## The task:
In the records below, find the line with "#[derive(Debug, Clone)]" and the line with "UDP target socket.". Print both exactly, along with every line between them, and no other line.
*** Block opens ***
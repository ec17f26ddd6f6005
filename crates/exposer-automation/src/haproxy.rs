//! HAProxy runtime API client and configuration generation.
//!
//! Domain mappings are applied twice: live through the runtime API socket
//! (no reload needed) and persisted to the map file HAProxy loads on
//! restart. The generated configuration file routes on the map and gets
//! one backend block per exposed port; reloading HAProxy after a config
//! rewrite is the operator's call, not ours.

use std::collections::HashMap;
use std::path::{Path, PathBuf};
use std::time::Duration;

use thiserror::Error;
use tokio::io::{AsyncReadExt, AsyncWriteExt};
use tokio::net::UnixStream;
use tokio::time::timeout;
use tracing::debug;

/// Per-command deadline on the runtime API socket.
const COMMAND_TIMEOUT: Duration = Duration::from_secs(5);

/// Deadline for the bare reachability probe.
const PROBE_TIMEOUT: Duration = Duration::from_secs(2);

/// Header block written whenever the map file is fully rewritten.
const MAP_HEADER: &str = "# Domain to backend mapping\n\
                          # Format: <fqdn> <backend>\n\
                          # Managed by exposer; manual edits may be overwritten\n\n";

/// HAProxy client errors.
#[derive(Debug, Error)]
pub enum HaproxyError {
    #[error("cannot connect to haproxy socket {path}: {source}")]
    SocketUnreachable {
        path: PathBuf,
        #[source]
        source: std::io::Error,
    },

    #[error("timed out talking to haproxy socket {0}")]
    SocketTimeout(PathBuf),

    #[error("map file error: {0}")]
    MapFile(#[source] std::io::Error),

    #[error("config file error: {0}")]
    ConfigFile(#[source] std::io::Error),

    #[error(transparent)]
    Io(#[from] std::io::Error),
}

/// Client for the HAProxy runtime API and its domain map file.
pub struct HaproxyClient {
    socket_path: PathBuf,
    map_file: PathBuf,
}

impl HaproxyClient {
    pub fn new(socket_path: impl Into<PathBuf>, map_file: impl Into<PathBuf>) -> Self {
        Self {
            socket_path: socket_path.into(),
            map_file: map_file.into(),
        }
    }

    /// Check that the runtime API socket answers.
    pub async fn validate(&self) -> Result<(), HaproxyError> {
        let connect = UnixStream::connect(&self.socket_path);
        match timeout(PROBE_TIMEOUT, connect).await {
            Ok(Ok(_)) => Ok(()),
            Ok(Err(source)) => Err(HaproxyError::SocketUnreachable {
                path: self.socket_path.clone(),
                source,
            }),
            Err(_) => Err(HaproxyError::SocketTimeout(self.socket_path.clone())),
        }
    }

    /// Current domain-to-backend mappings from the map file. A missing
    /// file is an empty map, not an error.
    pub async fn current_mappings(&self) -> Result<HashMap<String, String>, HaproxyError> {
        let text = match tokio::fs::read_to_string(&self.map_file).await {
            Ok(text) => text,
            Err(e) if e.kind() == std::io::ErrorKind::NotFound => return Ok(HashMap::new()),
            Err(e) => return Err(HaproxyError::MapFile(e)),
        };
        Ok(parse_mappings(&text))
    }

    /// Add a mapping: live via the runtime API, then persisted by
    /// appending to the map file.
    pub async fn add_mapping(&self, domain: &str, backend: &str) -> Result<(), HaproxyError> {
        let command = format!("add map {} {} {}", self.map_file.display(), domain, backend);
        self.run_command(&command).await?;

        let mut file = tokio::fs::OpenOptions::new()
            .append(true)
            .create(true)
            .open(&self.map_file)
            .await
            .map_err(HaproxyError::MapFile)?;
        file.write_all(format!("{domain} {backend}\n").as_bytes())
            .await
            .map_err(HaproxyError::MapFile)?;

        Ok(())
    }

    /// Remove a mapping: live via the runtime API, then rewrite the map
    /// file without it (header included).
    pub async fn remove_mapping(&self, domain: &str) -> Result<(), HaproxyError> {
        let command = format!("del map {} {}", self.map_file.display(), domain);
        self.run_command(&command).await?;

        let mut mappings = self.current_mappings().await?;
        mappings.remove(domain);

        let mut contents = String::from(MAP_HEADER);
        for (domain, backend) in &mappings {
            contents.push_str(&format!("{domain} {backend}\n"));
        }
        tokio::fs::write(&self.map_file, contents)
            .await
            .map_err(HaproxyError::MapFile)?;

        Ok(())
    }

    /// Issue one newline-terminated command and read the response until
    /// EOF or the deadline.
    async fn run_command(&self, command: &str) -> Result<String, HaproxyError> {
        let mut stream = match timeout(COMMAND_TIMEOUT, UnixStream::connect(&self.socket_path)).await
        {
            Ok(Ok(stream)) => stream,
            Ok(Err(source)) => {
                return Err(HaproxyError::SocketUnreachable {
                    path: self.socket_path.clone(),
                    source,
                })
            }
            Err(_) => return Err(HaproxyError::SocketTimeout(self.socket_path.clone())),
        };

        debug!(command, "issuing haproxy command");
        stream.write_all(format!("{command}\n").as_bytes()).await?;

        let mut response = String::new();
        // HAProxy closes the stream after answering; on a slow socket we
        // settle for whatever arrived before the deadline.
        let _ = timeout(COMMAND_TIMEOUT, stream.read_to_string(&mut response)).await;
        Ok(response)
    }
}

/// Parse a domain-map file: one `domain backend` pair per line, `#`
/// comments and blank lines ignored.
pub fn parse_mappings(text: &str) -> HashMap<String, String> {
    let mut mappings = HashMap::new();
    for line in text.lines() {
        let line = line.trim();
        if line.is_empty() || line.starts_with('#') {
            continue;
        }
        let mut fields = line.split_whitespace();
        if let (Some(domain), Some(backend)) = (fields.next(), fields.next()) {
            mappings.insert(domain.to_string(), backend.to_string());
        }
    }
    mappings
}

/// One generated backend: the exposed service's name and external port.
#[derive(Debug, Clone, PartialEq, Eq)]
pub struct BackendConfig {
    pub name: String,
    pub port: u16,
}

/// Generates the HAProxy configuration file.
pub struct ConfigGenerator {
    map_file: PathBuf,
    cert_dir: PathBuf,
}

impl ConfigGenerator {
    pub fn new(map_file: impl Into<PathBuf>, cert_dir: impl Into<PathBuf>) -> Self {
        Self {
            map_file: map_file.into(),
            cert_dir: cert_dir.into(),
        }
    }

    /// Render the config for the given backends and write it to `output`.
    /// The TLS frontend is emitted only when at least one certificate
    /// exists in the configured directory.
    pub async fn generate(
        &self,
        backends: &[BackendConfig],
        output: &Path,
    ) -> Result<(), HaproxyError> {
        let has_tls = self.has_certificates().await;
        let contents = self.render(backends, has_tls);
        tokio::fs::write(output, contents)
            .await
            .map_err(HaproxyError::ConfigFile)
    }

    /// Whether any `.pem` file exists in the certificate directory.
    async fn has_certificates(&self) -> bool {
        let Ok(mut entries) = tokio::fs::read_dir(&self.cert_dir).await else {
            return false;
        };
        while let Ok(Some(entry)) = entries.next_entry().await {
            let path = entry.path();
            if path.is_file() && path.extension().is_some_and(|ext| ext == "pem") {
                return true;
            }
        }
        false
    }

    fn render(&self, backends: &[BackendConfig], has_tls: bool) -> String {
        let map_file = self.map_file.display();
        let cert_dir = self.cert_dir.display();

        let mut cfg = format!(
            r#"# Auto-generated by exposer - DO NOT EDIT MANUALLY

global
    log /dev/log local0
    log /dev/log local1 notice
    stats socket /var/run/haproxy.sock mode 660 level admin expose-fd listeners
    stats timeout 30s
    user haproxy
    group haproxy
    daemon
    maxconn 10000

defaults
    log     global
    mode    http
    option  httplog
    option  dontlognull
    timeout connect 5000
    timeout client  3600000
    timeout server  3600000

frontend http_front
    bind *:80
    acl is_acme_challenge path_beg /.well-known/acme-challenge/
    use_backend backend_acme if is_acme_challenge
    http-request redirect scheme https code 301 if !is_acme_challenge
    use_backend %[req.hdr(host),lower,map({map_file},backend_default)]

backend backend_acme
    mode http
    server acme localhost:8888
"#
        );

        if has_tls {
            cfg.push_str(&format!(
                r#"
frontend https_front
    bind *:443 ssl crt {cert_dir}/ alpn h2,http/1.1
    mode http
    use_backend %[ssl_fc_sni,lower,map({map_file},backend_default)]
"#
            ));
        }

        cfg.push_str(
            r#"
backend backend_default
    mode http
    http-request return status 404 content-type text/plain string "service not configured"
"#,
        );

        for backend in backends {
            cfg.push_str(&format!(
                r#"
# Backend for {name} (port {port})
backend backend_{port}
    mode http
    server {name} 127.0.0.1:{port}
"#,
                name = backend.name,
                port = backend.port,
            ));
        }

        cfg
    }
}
*** Block closes ***
*** Block opens ***
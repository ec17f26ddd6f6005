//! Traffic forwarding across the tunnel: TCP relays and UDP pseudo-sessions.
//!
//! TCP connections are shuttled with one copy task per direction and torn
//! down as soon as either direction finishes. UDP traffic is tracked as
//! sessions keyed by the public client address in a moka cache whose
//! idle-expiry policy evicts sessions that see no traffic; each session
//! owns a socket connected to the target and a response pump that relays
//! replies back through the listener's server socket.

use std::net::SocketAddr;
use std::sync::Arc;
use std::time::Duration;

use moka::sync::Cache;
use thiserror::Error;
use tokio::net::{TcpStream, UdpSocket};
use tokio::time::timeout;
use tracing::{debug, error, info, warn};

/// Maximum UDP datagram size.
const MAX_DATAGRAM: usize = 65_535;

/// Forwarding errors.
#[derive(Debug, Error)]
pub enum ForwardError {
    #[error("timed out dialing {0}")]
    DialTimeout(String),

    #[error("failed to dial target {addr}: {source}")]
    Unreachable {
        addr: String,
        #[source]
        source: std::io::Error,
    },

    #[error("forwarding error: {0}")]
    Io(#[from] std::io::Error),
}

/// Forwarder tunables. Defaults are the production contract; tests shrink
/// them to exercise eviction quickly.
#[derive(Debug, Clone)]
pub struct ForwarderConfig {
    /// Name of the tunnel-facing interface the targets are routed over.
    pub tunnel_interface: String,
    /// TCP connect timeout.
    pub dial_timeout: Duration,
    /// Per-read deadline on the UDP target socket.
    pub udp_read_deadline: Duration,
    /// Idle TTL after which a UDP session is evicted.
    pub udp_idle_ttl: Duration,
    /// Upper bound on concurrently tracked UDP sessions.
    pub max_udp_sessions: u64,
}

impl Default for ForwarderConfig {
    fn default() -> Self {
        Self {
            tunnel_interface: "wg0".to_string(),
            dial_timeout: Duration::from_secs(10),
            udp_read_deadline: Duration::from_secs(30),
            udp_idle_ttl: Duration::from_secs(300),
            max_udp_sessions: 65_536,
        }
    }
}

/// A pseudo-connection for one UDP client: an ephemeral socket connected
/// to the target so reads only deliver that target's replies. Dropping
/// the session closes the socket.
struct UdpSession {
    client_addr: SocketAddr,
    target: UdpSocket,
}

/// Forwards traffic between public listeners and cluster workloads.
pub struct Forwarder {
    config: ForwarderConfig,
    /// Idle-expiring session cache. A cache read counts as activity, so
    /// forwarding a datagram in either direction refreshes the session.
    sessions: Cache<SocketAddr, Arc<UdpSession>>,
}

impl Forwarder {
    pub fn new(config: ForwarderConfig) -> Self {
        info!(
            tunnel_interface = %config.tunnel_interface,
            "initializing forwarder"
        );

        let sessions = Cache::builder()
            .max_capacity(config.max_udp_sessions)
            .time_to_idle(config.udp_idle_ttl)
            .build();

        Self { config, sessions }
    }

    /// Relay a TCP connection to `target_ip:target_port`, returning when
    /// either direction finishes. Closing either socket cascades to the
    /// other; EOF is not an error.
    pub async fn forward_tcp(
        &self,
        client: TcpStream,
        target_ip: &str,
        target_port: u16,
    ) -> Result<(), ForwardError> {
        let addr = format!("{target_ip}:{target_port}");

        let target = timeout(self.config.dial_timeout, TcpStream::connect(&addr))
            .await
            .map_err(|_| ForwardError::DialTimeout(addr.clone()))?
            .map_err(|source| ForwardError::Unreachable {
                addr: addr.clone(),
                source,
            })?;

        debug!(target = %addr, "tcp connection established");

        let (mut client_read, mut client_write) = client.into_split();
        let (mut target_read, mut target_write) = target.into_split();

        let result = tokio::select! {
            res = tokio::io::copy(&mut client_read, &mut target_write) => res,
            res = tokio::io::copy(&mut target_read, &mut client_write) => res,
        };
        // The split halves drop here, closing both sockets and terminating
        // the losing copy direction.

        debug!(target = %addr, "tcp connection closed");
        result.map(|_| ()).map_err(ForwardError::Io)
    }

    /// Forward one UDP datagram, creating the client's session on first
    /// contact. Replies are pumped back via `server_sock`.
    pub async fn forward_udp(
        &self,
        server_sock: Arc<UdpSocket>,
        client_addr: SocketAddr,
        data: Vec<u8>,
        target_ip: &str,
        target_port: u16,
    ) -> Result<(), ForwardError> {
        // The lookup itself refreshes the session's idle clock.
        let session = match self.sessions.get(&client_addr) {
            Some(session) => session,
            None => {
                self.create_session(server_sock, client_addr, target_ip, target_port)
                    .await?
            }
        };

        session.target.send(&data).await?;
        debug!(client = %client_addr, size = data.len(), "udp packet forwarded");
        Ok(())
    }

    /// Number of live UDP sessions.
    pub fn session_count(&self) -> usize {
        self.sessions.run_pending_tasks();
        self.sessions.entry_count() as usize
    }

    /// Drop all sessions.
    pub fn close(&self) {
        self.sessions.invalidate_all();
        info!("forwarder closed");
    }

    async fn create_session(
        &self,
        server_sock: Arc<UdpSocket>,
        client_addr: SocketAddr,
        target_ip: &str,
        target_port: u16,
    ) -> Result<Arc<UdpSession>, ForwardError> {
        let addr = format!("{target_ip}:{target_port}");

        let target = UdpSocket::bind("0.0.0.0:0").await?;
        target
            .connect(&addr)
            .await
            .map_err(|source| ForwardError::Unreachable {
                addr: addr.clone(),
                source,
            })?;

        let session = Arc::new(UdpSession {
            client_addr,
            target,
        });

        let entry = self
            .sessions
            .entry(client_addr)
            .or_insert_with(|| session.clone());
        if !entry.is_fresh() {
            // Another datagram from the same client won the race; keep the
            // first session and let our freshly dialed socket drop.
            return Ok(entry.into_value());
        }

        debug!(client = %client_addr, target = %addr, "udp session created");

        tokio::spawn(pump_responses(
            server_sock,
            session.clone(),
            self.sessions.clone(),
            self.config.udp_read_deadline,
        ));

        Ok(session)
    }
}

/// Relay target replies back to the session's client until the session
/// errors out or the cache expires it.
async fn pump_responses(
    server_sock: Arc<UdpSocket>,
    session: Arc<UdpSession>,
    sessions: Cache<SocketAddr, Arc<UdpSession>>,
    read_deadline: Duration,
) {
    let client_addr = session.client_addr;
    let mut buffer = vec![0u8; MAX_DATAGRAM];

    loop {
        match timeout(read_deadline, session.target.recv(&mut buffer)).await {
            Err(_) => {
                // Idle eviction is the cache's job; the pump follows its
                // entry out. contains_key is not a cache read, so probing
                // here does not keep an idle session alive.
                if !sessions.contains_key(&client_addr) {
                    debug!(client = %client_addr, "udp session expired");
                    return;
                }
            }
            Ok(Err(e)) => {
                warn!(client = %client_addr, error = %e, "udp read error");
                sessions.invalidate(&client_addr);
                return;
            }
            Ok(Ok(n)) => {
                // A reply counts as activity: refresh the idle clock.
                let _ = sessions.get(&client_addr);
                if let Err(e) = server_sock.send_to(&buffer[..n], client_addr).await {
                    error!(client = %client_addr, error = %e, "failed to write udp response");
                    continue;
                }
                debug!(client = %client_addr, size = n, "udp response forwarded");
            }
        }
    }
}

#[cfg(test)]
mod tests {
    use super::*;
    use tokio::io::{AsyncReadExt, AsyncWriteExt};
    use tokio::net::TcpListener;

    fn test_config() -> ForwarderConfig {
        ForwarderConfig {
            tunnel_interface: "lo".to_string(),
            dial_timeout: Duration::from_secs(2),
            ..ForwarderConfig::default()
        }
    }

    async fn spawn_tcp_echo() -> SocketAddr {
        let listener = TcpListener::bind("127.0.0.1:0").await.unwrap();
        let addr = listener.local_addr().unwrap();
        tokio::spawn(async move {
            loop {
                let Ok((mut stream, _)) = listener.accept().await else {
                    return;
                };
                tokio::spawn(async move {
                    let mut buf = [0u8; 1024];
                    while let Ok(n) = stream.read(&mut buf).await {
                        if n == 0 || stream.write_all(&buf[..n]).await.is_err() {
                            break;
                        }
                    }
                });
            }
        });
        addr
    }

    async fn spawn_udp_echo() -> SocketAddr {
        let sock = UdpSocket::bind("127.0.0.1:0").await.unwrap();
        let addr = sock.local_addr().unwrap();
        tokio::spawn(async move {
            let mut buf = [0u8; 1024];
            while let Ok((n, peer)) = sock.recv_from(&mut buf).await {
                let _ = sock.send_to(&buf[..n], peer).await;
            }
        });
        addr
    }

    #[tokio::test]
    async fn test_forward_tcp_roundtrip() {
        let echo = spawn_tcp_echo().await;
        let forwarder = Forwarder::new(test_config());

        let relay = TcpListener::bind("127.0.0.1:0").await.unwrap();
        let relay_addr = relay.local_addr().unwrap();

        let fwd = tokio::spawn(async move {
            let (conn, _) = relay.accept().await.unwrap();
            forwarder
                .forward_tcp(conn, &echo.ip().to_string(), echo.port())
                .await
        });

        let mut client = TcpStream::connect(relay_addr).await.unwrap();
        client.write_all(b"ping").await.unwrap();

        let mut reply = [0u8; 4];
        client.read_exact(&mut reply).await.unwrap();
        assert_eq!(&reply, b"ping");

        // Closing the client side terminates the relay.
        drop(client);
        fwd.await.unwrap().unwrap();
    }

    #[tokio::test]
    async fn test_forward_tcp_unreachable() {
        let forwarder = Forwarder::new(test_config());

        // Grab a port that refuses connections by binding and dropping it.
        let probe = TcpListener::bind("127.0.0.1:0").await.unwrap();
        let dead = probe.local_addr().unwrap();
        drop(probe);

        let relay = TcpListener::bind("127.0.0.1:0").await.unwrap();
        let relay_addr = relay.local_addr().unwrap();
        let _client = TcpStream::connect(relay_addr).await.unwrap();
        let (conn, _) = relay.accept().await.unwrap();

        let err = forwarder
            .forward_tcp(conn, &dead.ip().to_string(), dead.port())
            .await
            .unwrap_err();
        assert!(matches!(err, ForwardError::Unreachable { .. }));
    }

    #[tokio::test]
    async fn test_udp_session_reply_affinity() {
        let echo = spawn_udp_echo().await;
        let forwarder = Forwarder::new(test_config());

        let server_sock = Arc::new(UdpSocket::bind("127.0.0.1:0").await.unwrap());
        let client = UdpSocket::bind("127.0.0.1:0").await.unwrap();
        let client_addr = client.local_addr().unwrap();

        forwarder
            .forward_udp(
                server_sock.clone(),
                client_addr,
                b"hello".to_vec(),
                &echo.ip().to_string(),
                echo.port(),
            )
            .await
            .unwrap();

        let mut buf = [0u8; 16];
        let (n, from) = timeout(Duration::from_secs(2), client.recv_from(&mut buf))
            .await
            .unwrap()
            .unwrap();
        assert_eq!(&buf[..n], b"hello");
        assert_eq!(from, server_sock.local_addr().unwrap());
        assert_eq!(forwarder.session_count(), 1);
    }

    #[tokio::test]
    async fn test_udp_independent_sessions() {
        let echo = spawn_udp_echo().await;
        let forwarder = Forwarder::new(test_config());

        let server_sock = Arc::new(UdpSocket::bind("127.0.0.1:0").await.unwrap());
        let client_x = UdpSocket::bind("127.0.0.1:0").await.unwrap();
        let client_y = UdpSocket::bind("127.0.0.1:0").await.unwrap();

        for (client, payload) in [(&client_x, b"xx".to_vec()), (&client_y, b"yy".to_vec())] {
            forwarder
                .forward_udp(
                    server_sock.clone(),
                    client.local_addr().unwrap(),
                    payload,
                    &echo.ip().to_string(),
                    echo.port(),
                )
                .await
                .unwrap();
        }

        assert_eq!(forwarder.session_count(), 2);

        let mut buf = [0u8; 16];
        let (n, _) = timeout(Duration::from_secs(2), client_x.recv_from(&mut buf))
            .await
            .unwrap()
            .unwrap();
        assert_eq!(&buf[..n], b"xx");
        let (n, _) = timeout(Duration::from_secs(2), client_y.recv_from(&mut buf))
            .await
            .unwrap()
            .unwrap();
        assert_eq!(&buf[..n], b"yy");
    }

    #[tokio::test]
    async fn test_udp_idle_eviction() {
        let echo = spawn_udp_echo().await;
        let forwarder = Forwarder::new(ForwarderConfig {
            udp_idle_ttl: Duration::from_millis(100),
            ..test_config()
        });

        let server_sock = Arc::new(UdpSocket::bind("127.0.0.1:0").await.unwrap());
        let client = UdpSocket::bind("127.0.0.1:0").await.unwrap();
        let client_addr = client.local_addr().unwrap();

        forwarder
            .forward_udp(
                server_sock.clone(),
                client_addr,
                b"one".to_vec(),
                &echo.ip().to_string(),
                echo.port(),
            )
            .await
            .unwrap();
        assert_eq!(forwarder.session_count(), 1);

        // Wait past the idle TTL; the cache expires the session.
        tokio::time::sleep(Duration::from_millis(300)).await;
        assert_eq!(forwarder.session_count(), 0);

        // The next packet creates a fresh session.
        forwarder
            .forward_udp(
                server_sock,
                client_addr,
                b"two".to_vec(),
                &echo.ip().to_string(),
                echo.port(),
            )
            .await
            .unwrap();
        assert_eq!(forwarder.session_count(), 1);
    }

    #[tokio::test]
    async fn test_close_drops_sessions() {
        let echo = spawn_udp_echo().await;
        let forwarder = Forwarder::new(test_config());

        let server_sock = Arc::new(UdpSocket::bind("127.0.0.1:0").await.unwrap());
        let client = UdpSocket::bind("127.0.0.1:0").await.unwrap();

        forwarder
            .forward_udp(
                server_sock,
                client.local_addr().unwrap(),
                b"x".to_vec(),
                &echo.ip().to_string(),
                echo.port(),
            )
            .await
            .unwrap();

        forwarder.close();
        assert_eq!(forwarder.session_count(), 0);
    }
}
*** Block closes ***
## Worked solution:
#[derive(Debug, Clone)]
pub struct ForwarderConfig {
    /// Name of the tunnel-facing interface the targets are routed over.
    pub tunnel_interface: String,
    /// TCP connect timeout.
    pub dial_timeout: Duration,
    /// Per-read deadline on the UDP target socket.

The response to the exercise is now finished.